For the data below, please report each line where the word "time" is found.

(Beginning of TASK INPUTS)

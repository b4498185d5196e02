//! Volume enforcer implementation

use std::sync::Arc;
use std::time::Duration;

use tracing::{debug, error, info};

use crate::device::{DeviceError, VolumeDevice};
use crate::shared::SharedConfig;

/// What a single tick did
#[derive(Debug, Clone, Copy, PartialEq)]
pub enum EnforceOutcome {
    /// Device already at the target
    Unchanged { level: f32 },
    /// Device was written to the target
    Corrected { from: f32, to: f32 },
}

/// Keeps one device at the volume held in SharedConfig
pub struct Enforcer {
    device: Arc<dyn VolumeDevice>,
    shared: Arc<SharedConfig>,
}

impl Enforcer {
    pub fn new(device: Arc<dyn VolumeDevice>, shared: Arc<SharedConfig>) -> Self {
        Self { device, shared }
    }

    /// Read the device and correct it if it differs from the target
    ///
    /// Comparison is exact; a device that rounds what it reports back gets
    /// written on every tick.
    pub async fn enforce_once(&self) -> Result<EnforceOutcome, DeviceError> {
        let target = self.shared.volume().scalar();
        let current = self.device.get_volume().await?;

        if current != target {
            info!(from = current, to = target, "Volume drifted, correcting");
            self.device.set_volume(target).await?;
            return Ok(EnforceOutcome::Corrected { from: current, to: target });
        }

        debug!(level = current, "Volume already at target");
        Ok(EnforceOutcome::Unchanged { level: current })
    }

    /// Delay before the next tick, read fresh from SharedConfig
    pub fn next_delay(&self) -> Duration {
        self.shared.interval().as_duration()
    }

    /// Run the enforcement loop
    ///
    /// Never returns; device errors are logged and retried on the next tick.
    pub async fn run(self) {
        info!(
            device = %self.device.name(),
            volume = %self.shared.volume(),
            interval = %self.shared.interval(),
            "Enforcer started"
        );

        loop {
            if let Err(e) = self.enforce_once().await {
                error!(error = %e, "Failed to enforce volume");
            }

            tokio::time::sleep(self.next_delay()).await;
        }
    }
}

(End of TASK INPUTS)

## WRITTEN ANSWER
use std::time::Duration;
            tokio::time::sleep(self.next_delay()).await;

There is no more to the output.